Hadfield intended to push Minogue towards a more unconventional approach to dance music. As work began on her new music, an early meeting with Deconstruction took place to discuss which direction Minogue intended to pursue. She decided to experiment with different sounds rather than record more pop songs. Minogue took an active role in planning for the album and sought a diverse group of collaborators to work with, including both mainstream and underground talents. Hadfield and Quentin Harrison of PopMatters referred to the process as the rebranding of Minogue as a pop artist. In an interview with NME, Keith Cameron wrote that Minogue "talks in the amazed tones of a blind child who has just rediscovered the gift of sight", with regard to the making of the album.

Early recording sessions for Kylie Minogue took place in 1993, with help from Saint Etienne and The Rapino Brothers. However, most of the tracks were deemed to be taking Minogue in the wrong direction and were scrapped. Some tracks were subsequently used as B-sides on singles and bonus tracks for different editions of Kylie Minogue. Bob Stanley of Saint Etienne remarked that the singer's camp "had no idea what they wanted, apart from being different from the SAW stuff", though he expressed his amazement at her powerful voice and wide vocal range, which SAW's multitracking, reverb, distortions and pitch-shifting had previously masked. The first recording Minogue did after she signed with Deconstruction was a new version of Saint Etienne's third single "Nothing Can Stop Us" (1991). Minogue had written eight songs with the Rapino Brothers; all but one–"Automatic Love"–were scrapped. "Automatic Love" ended up on the tracklist of Kylie Minogue and was the only song to list Minogue as a songwriter.
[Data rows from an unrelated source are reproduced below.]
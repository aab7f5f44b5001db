//! Normalizes product payloads: one JSON object per input line, re-emitted
//! with every field present.

use std::io::{BufRead, Write};

use anyhow::Context;

use tracekit_products::Product;

/// Environment variable that turns rejected lines into a failing exit.
pub const STRICT_ENV: &str = "TRACEKIT_STRICT";

/// Runtime settings, read from the environment.
#[derive(Debug, Clone, Copy, Default, PartialEq, Eq)]
pub struct Config {
    pub strict: bool,
}

impl Config {
    pub fn from_env() -> Self {
        let strict = match std::env::var(STRICT_ENV) {
            Ok(value) => parse_flag(&value).unwrap_or_else(|| {
                tracing::warn!(env = STRICT_ENV, value = %value, "unrecognized flag value; strict mode off");
                false
            }),
            Err(_) => false,
        };
        Self { strict }
    }
}

fn parse_flag(value: &str) -> Option<bool> {
    match value.trim().to_ascii_lowercase().as_str() {
        "1" | "true" | "yes" => Some(true),
        "0" | "false" | "no" | "" => Some(false),
        _ => None,
    }
}

/// Counts from one normalization run.
#[derive(Debug, Clone, Copy, Default, PartialEq, Eq)]
pub struct Summary {
    pub accepted: usize,
    pub rejected: usize,
}

/// Decode each non-blank line of `input` as a product payload and write the
/// complete payload to `output`. Bad lines are logged and skipped; only IO
/// failures abort.
pub fn normalize<R: BufRead, W: Write>(input: R, mut output: W) -> anyhow::Result<Summary> {
    let mut summary = Summary::default();

    for (index, raw) in input.split(b'\n').enumerate() {
        let line_no = index + 1;
        let mut raw = raw.with_context(|| format!("failed to read line {line_no}"))?;
        if raw.last() == Some(&b'\r') {
            raw.pop();
        }
        let line = match String::from_utf8(raw) {
            Ok(line) => line,
            Err(err) => {
                tracing::warn!(line = line_no, error = %err, "skipping non-UTF-8 product payload");
                summary.rejected += 1;
                continue;
            }
        };
        if line.trim().is_empty() {
            continue;
        }

        let encoded = Product::from_json(&line).and_then(|product| product.to_json());
        match encoded {
            Ok(json) => {
                writeln!(output, "{json}")
                    .with_context(|| format!("failed to write line {line_no}"))?;
                summary.accepted += 1;
            }
            Err(err) => {
                tracing::warn!(line = line_no, error = %err, "skipping product payload");
                summary.rejected += 1;
            }
        }
    }

    output.flush().context("failed to flush output")?;
    Ok(summary)
}
//! Tracing subscriber initialization.

use tracing_subscriber::EnvFilter;

/// Environment variable selecting the log output format.
pub const LOG_FORMAT_ENV: &str = "TRACEKIT_LOG_FORMAT";

/// Log line format.
#[derive(Debug, Clone, Copy, PartialEq, Eq, Default)]
pub enum LogFormat {
    /// One JSON object per line.
    #[default]
    Json,
    /// Human-readable text.
    Pretty,
}

impl LogFormat {
    /// Parse a format name, case-insensitively. Returns `None` for unknown names.
    pub fn parse(value: &str) -> Option<Self> {
        match value.trim().to_ascii_lowercase().as_str() {
            "json" => Some(Self::Json),
            "pretty" | "text" => Some(Self::Pretty),
            _ => None,
        }
    }
}

/// Install the global subscriber. Filter comes from `RUST_LOG`, default `info`.
///
/// Safe to call multiple times (subsequent calls are no-ops).
pub fn init(format: LogFormat) {
    let filter = EnvFilter::try_from_default_env().unwrap_or_else(|_| EnvFilter::new("info"));

    // Logs go to stderr; stdout carries program output.
    let builder = tracing_subscriber::fmt()
        .with_env_filter(filter)
        .with_writer(std::io::stderr)
        .with_target(false);

    // Err only means a global subscriber is already installed.
    let _ = match format {
        LogFormat::Json => builder
            .json()
            .with_timer(tracing_subscriber::fmt::time::SystemTime)
            .try_init(),
        LogFormat::Pretty => builder.try_init(),
    };
}
//! Configuration loading and validation.
//!
//! The config file is a single JSON document with one `master` account, a
//! `slaves` array of replica accounts, and a `settings` block. Everything
//! that can be rejected before the loop starts is rejected here.

use std::path::Path;
use std::time::Duration;

use anyhow::{bail, Context, Result};
use rust_decimal::Decimal;
use serde::{Deserialize, Serialize};

use crate::models::AccountProfile;

/// Copy-loop behavior from the `settings` block.
#[derive(Debug, Clone, Serialize, Deserialize)]
#[serde(default)]
pub struct Settings {
    /// Master poll cadence in milliseconds
    pub poll_interval_ms: u64,

    /// Mirror stop-loss levels onto replicas
    pub copy_stop_loss: bool,

    /// Mirror take-profit levels onto replicas
    pub copy_take_profit: bool,

    /// Accepted for file compatibility; pending orders are not mirrored
    pub copy_pending_orders: bool,

    /// Attempts per operation per replica before giving up
    pub max_retries: u32,

    /// Delay between attempts, except after requotes
    pub retry_delay_ms: u64,

    /// Venue login budget per session
    pub connect_timeout_ms: u64,

    /// Default log level, overridable from the CLI
    pub log_level: String,
}

impl Default for Settings {
    fn default() -> Self {
        Self {
            poll_interval_ms: 500,
            copy_stop_loss: true,
            copy_take_profit: true,
            copy_pending_orders: false,
            max_retries: 3,
            retry_delay_ms: 200,
            connect_timeout_ms: 10_000,
            log_level: "info".to_string(),
        }
    }
}

impl Settings {
    pub fn poll_interval(&self) -> Duration {
        Duration::from_millis(self.poll_interval_ms)
    }

    pub fn retry_delay(&self) -> Duration {
        Duration::from_millis(self.retry_delay_ms)
    }

    pub fn connect_timeout(&self) -> Duration {
        Duration::from_millis(self.connect_timeout_ms)
    }
}

/// The whole config file: one master, any number of replicas.
#[derive(Debug, Clone, Serialize, Deserialize)]
pub struct Config {
    pub master: AccountProfile,

    #[serde(rename = "slaves", default)]
    pub replicas: Vec<AccountProfile>,

    #[serde(default)]
    pub settings: Settings,
}

impl Config {
    /// Parse and validate a config document.
    pub fn from_json(raw: &str) -> Result<Self> {
        let mut config: Config = serde_json::from_str(raw).context("Failed to parse config")?;
        config.finalize()?;
        Ok(config)
    }

    /// Load and validate the config file at `path`.
    pub fn load(path: &Path) -> Result<Self> {
        let raw = std::fs::read_to_string(path)
            .with_context(|| format!("Failed to read config file {}", path.display()))?;
        Self::from_json(&raw)
            .with_context(|| format!("Invalid config file {}", path.display()))
    }

    pub fn enabled_replicas(&self) -> impl Iterator<Item = &AccountProfile> {
        self.replicas.iter().filter(|r| r.enabled)
    }

    fn finalize(&mut self) -> Result<()> {
        if self.master.name.is_empty() {
            self.master.name = "master".to_string();
        }
        for (i, replica) in self.replicas.iter_mut().enumerate() {
            if replica.name.is_empty() {
                replica.name = format!("replica-{}", i + 1);
            }
        }

        resolve_password(&mut self.master)?;
        for replica in self.replicas.iter_mut().filter(|r| r.enabled) {
            resolve_password(replica)?;
        }

        self.validate()
    }

    fn validate(&self) -> Result<()> {
        validate_account(&self.master)?;

        if !self.replicas.iter().any(|r| r.enabled) {
            bail!("No enabled replica accounts configured");
        }

        for replica in self.enabled_replicas() {
            validate_account(replica)?;
            if replica.sizing_value <= Decimal::ZERO {
                bail!("Account {}: lot_value must be positive", replica.name);
            }
            if replica.login == self.master.login && replica.endpoint == self.master.endpoint {
                bail!("Account {} would copy the master onto itself", replica.name);
            }
        }

        if self.settings.poll_interval_ms == 0 {
            bail!("poll_interval_ms must be positive");
        }
        if self.settings.max_retries == 0 {
            bail!("max_retries must be at least 1");
        }

        Ok(())
    }
}

/// Fill in the password from its env var when the file leaves it out.
fn resolve_password(profile: &mut AccountProfile) -> Result<()> {
    if profile.password.is_empty() {
        if let Some(var) = &profile.password_env {
            profile.password = std::env::var(var)
                .with_context(|| format!("Account {}: env var {} not set", profile.name, var))?;
        }
    }
    if profile.password.is_empty() {
        bail!("Account {}: no password configured", profile.name);
    }
    Ok(())
}

fn validate_account(profile: &AccountProfile) -> Result<()> {
    if profile.login == 0 {
        bail!("Account {}: login must be set", profile.name);
    }
    if profile.server.is_empty() {
        bail!("Account {}: server must be set", profile.name);
    }
    if profile.endpoint.is_empty() {
        bail!("Account {}: endpoint must be set", profile.name);
    }
    Ok(())
}
//! Account profiles and per-account lot sizing.

use rust_decimal::Decimal;
use serde::{Deserialize, Serialize};

/// How a replica account sizes its copy of a master position.
#[derive(Debug, Clone, Copy, PartialEq, Eq, Serialize, Deserialize)]
#[serde(rename_all = "lowercase")]
pub enum SizingMode {
    /// Scale the master volume by `lot_value`
    Multiplier,
    /// Ignore the master volume and always use `lot_value` lots
    Fixed,
}

impl SizingMode {
    pub fn as_str(&self) -> &'static str {
        match self {
            SizingMode::Multiplier => "multiplier",
            SizingMode::Fixed => "fixed",
        }
    }
}

impl Default for SizingMode {
    fn default() -> Self {
        SizingMode::Multiplier
    }
}

/// Credentials and sizing policy for one account.
///
/// Profiles are built once at startup from the config file and never change
/// during a run. The same type serves the master and the replicas; the
/// sizing fields are simply unused on the master side.
#[derive(Debug, Clone, Serialize, Deserialize)]
pub struct AccountProfile {
    /// Label used in log lines and reports
    #[serde(default)]
    pub name: String,

    /// Venue login number
    pub login: u64,

    /// Venue password; may instead come from the env var named by
    /// `password_env`
    #[serde(default)]
    pub password: String,

    /// Environment variable to read the password from when `password` is
    /// empty
    #[serde(default, skip_serializing_if = "Option::is_none")]
    pub password_env: Option<String>,

    /// Venue server name, e.g. "Broker-Demo"
    pub server: String,

    /// Base URL of the terminal bridge serving this account
    pub endpoint: String,

    /// Disabled replicas stay in the config but receive no operations
    #[serde(default = "default_true")]
    pub enabled: bool,

    /// Sizing mode for replicated opens
    #[serde(rename = "lot_mode", default)]
    pub sizing: SizingMode,

    /// Multiplier factor or fixed lot count, depending on `lot_mode`
    #[serde(rename = "lot_value", default = "default_sizing_value")]
    pub sizing_value: Decimal,
}

impl AccountProfile {
    /// Lot size this replica should open for a master position of
    /// `master_volume` lots, rounded to the venue's two-decimal lot step
    /// (round half to even).
    ///
    /// A result of zero or less is a legitimate outcome and means the
    /// position is too small to mirror on this account.
    pub fn replica_volume(&self, master_volume: Decimal) -> Decimal {
        let raw = match self.sizing {
            SizingMode::Multiplier => master_volume * self.sizing_value,
            SizingMode::Fixed => self.sizing_value,
        };
        raw.round_dp(2)
    }

    /// Human-readable sizing description for reports, e.g. "multiplier x0.5".
    pub fn sizing_label(&self) -> String {
        match self.sizing {
            SizingMode::Multiplier => format!("multiplier x{}", self.sizing_value),
            SizingMode::Fixed => format!("fixed {} lots", self.sizing_value),
        }
    }
}

fn default_true() -> bool {
    true
}

fn default_sizing_value() -> Decimal {
    Decimal::ONE
}
impl Copier {
    pub fn new(
        master: AccountProfile,
        master_gateway: Arc<dyn Gateway>,
        replicas: Vec<Replica>,
        settings: Settings,
    ) -> Self {
        Self {
            master,
            master_gateway,
            replicas,
            settings,
            tracker: PositionTracker::new(),
            stats: CopyStats::new(),
            shutdown: Arc::new(AtomicBool::new(false)),
        }
    }

    /// Get shutdown signal for external control.
    pub fn shutdown_signal(&self) -> Arc<AtomicBool> {
        self.shutdown.clone()
    }

    pub fn stats(&self) -> &CopyStats {
        &self.stats
    }

    /// Main run loop. Polls at a fixed cadence until shutdown is
    /// requested; the flag is only observed between cycles, so a cycle
    /// that has started always finishes.
    pub async fn run(&mut self) -> Result<()> {
        if !self.master_gateway.available() {
            bail!("Master gateway is not available");
        }
        for replica in &self.replicas {
            if !replica.gateway.available() {
                bail!("Gateway for replica {} is not available", replica.profile.name);
            }
        }

        if self.settings.copy_pending_orders {
            warn!("copy_pending_orders is set, but only open market positions are copied");
        }

        info!(
            master = self.master.login,
            replicas = self.replicas.len(),
            poll_interval_ms = self.settings.poll_interval_ms,
            "Starting copy loop"
        );

        let mut poll_interval = interval(self.settings.poll_interval());

        // Register shutdown handler
        let shutdown = self.shutdown.clone();
        tokio::spawn(async move {
            tokio::signal::ctrl_c().await.ok();
            info!("Shutdown signal received");
            shutdown.store(true, Ordering::SeqCst);
        });

        while !self.shutdown.load(Ordering::SeqCst) {
            poll_interval.tick().await;

            if let Err(e) = self.run_cycle().await {
                warn!(error = %e, "Cycle aborted");
            }
        }

        info!(cycles = self.stats.cycles, "Copy loop stopped");
        Ok(())
    }

    /// One polling cycle. An error means the master could not be read;
    /// the baseline is left untouched so the next cycle sees the same
    /// diff this one would have.
    pub async fn run_cycle(&mut self) -> Result<()> {
        self.stats.cycles += 1;

        // 1. Fresh master snapshot
        let snapshot = self.poll_master().await.context("Master poll failed")?;

        // 2. Diff against the previous cycle
        let open_count = snapshot.len();
        let signals = self.tracker.compute_signals(snapshot);
        if signals.is_empty() {
            debug!(open_positions = open_count, "No master changes");
            return Ok(());
        }

        info!(
            signals = signals.len(),
            open_positions = open_count,
            "Master book changed"
        );

        // 3. Apply every signal to every replica, replicas in config order
        for signal in &signals {
            info!(
                kind = %signal.kind(),
                origin = signal.ticket(),
                symbol = %signal.symbol(),
                "Replicating signal"
            );

            let mut outcomes = Vec::with_capacity(self.replicas.len());
            for replica in &self.replicas {
                outcomes.push(self.apply_to_replica(signal, replica).await);
            }

            // 4. Fold outcomes into the lifetime counters
            for outcome in outcomes {
                self.record_outcome(outcome);
            }
        }

        Ok(())
    }

    /// Read the master's open positions through a throwaway session.
    async fn poll_master(&self) -> Result<Vec<Position>, GatewayError> {
        let mut session = self
            .master_gateway
            .connect(&self.master, self.settings.connect_timeout())
            .await?;
        let snapshot = session.open_positions().await;
        session.disconnect().await;
        snapshot
    }

    /// Apply one signal to one replica. Never fails: any fault becomes a
    /// Failed outcome, so one replica can never affect another.
    async fn apply_to_replica(&self, signal: &Signal, replica: &Replica) -> CopyOutcome {
        // Sizing can rule an open out before any session is spent on it
        if let Signal::Open { ticket, symbol, volume, .. } = signal {
            let lot = replica.profile.replica_volume(*volume);
            if lot <= Decimal::ZERO {
                return CopyOutcome::skipped(
                    &replica.profile,
                    SignalKind::Open,
                    *ticket,
                    symbol,
                    format!("sized volume {} is not tradable", lot),
                );
            }
        }

        match self.try_apply(signal, replica).await {
            Ok(outcome) => outcome,
            // Session-level faults (login refused, book unreadable) land here
            Err(e) => CopyOutcome::failed(
                &replica.profile,
                signal.kind(),
                signal.ticket(),
                signal.symbol(),
                e.to_string(),
            ),
        }
    }

    /// Connect, apply, disconnect. Exactly one session is live at a time.
    async fn try_apply(
        &self,
        signal: &Signal,
        replica: &Replica,
    ) -> Result<CopyOutcome, GatewayError> {
        let profile = &replica.profile;
        let mut session = replica
            .gateway
            .connect(profile, self.settings.connect_timeout())
            .await?;

        let outcome = match signal {
            Signal::Open {
                ticket,
                symbol,
                side,
                volume,
                stop_loss,
                take_profit,
            } => {
                let request = OpenRequest {
                    symbol: symbol.clone(),
                    side: *side,
                    volume: profile.replica_volume(*volume),
                    stop_loss: if self.settings.copy_stop_loss {
                        *stop_loss
                    } else {
                        Decimal::ZERO
                    },
                    take_profit: if self.settings.copy_take_profit {
                        *take_profit
                    } else {
                        Decimal::ZERO
                    },
                    comment: correlate::tag_for(*ticket),
                    fill: FillMode::PREFERENCE[0],
                };
                self.apply_open(session.as_mut(), profile, *ticket, request)
                    .await
            }
            Signal::Close { ticket, symbol } => {
                self.apply_close(session.as_mut(), profile, *ticket, symbol)
                    .await
            }
            Signal::Modify {
                ticket,
                symbol,
                stop_loss,
                take_profit,
            } => {
                self.apply_modify(
                    session.as_mut(),
                    profile,
                    *ticket,
                    symbol,
                    *stop_loss,
                    *take_profit,
                )
                .await
            }
        };

        session.disconnect().await;
        outcome
    }

    async fn apply_open(
        &self,
        session: &mut dyn GatewaySession,
        profile: &AccountProfile,
        origin: u64,
        mut request: OpenRequest,
    ) -> Result<CopyOutcome, GatewayError> {
        // A tag already on the book means this master position was mirrored
        // before, by an earlier run or a replayed signal
        let book = session.open_positions().await?;
        if let Some(existing) = correlate::find_mirrored(&book, origin) {
            return Ok(CopyOutcome::skipped(
                profile,
                SignalKind::Open,
                origin,
                &request.symbol,
                format!("already mirrored as ticket {}", existing.ticket),
            ));
        }

        let mut retry = RetryState::new(&self.settings, &profile.name);
        loop {
            request.fill = retry.fill;
            match session.open(&request).await {
                Ok(ticket) => {
                    return Ok(CopyOutcome::success(
                        profile,
                        SignalKind::Open,
                        origin,
                        &request.symbol,
                        Some(ticket),
                    ));
                }
                Err(e) => {
                    if !retry.retry_after(&e).await {
                        return Ok(CopyOutcome::failed(
                            profile,
                            SignalKind::Open,
                            origin,
                            &request.symbol,
                            e.to_string(),
                        ));
                    }
                }
            }
        }
    }

    async fn apply_close(
        &self,
        session: &mut dyn GatewaySession,
        profile: &AccountProfile,
        origin: u64,
        symbol: &str,
    ) -> Result<CopyOutcome, GatewayError> {
        let book = session.open_positions().await?;
        let Some(target) = correlate::find_mirrored(&book, origin) else {
            // Closed by hand on the replica, or the open never succeeded
            return Ok(CopyOutcome::skipped(
                profile,
                SignalKind::Close,
                origin,
                symbol,
                "no mirrored position",
            ));
        };

        let mut retry = RetryState::new(&self.settings, &profile.name);
        loop {
            match session.close(target, retry.fill).await {
                Ok(()) => {
                    return Ok(CopyOutcome::success(
                        profile,
                        SignalKind::Close,
                        origin,
                        symbol,
                        Some(target.ticket),
                    ));
                }
                Err(e) => {
                    if !retry.retry_after(&e).await {
                        return Ok(CopyOutcome::failed(
                            profile,
                            SignalKind::Close,
                            origin,
                            symbol,
                            e.to_string(),
                        ));
                    }
                }
            }
        }
    }

    async fn apply_modify(
        &self,
        session: &mut dyn GatewaySession,
        profile: &AccountProfile,
        origin: u64,
        symbol: &str,
        stop_loss: Decimal,
        take_profit: Decimal,
    ) -> Result<CopyOutcome, GatewayError> {
        let book = session.open_positions().await?;
        let Some(target) = correlate::find_mirrored(&book, origin) else {
            return Ok(CopyOutcome::skipped(
                profile,
                SignalKind::Modify,
                origin,
                symbol,
                "no mirrored position",
            ));
        };

        // An uncopied level keeps whatever the replica has now
        let new_sl = if self.settings.copy_stop_loss {
            stop_loss
        } else {
            target.stop_loss
        };
        let new_tp = if self.settings.copy_take_profit {
            take_profit
        } else {
            target.take_profit
        };

        if (new_sl - target.stop_loss).abs() <= PRICE_TOLERANCE
            && (new_tp - target.take_profit).abs() <= PRICE_TOLERANCE
        {
            return Ok(CopyOutcome::skipped(
                profile,
                SignalKind::Modify,
                origin,
                symbol,
                "levels already match",
            ));
        }

        let mut retry = RetryState::new(&self.settings, &profile.name);
        loop {
            match session.modify(target.ticket, new_sl, new_tp).await {
                Ok(()) => {
                    return Ok(CopyOutcome::success(
                        profile,
                        SignalKind::Modify,
                        origin,
                        symbol,
                        Some(target.ticket),
                    ));
                }
                Err(e) => {
                    if !retry.retry_after(&e).await {
                        return Ok(CopyOutcome::failed(
                            profile,
                            SignalKind::Modify,
                            origin,
                            symbol,
                            e.to_string(),
                        ));
                    }
                }
            }
        }
    }

    /// Log an outcome and fold it into the counters. Successes count under
    /// their kind, failures under errors, skips under nothing.
    fn record_outcome(&mut self, outcome: CopyOutcome) {
        match outcome.status {
            CopyStatus::Success => {
                match outcome.kind {
                    SignalKind::Open => self.stats.opens += 1,
                    SignalKind::Close => self.stats.closes += 1,
                    SignalKind::Modify => self.stats.modifies += 1,
                }
                info!(
                    replica = %outcome.replica,
                    login = outcome.login,
                    kind = %outcome.kind,
                    origin = outcome.origin_ticket,
                    ticket = ?outcome.replica_ticket,
                    symbol = %outcome.symbol,
                    "Copy succeeded"
                );
            }
            CopyStatus::Failed => {
                self.stats.errors += 1;
                warn!(
                    replica = %outcome.replica,
                    login = outcome.login,
                    kind = %outcome.kind,
                    origin = outcome.origin_ticket,
                    symbol = %outcome.symbol,
                    error = outcome.detail.as_deref().unwrap_or("unknown"),
                    "Copy failed"
                );
            }
            CopyStatus::Skipped => {
                debug!(
                    replica = %outcome.replica,
                    kind = %outcome.kind,
                    origin = outcome.origin_ticket,
                    reason = outcome.detail.as_deref().unwrap_or(""),
                    "Copy skipped"
                );
            }
        }
    }
}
Several songwriters and producers unsuccessfully approached Minogue to work with them during the production process. American singer-songwriter Prince invited Minogue to his studio for a social visit after she met him backstage at Earl's Court, London. She handed him some lyrics she had written for a song entitled "Baby Doll"; Prince managed to finish the song and record Minogue's lyrics on a cassette tape but never properly recorded it. Minogue did suggest it to the label, but they were not into the track. Minogue and Lenny Kravitz had talked about working together, but he was busy making his fourth studio album Mama Said (1991), and composing Vanessa Paradis's 1992 self-titled album. The singer and Bobby Gillespie of Primal Scream had talked about working together in 1992, before two other band members discussed doing a different version of "Don't Fight It, Feel It" (from Screamadelica, 1991) with Minogue, but their record label wanted the band to finish their 1994 album first. British groups the Beloved and the Auteurs wrote at least one song for Kylie Minogue, but the material did not work out. Nick Cave had talked about a song written especially for Minogue to sing from the point of view of a murdered woman. The song, "Where the Wild Roses Grow", was released as a single in 1995 and later appeared on Cave's Murder Ballads album in 1996.

===1993–1994: Later development===
Hadfield and fellow Deconstruction co-founder Keith Blackhurst were friends with Steve Anderson and Dave Seaman, an electronic duo known as Brothers in Rhythm. Brothers in Rhythm had been involved with Minogue on a remix of "Finer Feelings", a single taken from Let's Get to It. When they heard Minogue had signed with Deconstruction, the duo called Blackhurst and asked to collaborate, despite having no prior experience writing for others. Minogue met Brothers in Rhythm at DMC Studios in Slough, where they had a meeting and set up the original sessions. Anderson said that Minogue was inspiring and open to trying out different sounds, while the label had faith in them and did not want to limit creativity. Minogue's stylist William Baker found her to be the "perfect vehicle" for the duo's hybrids: "Her vocal range and willingness to experiment musically meant that Steve and Dave could push the envelope further."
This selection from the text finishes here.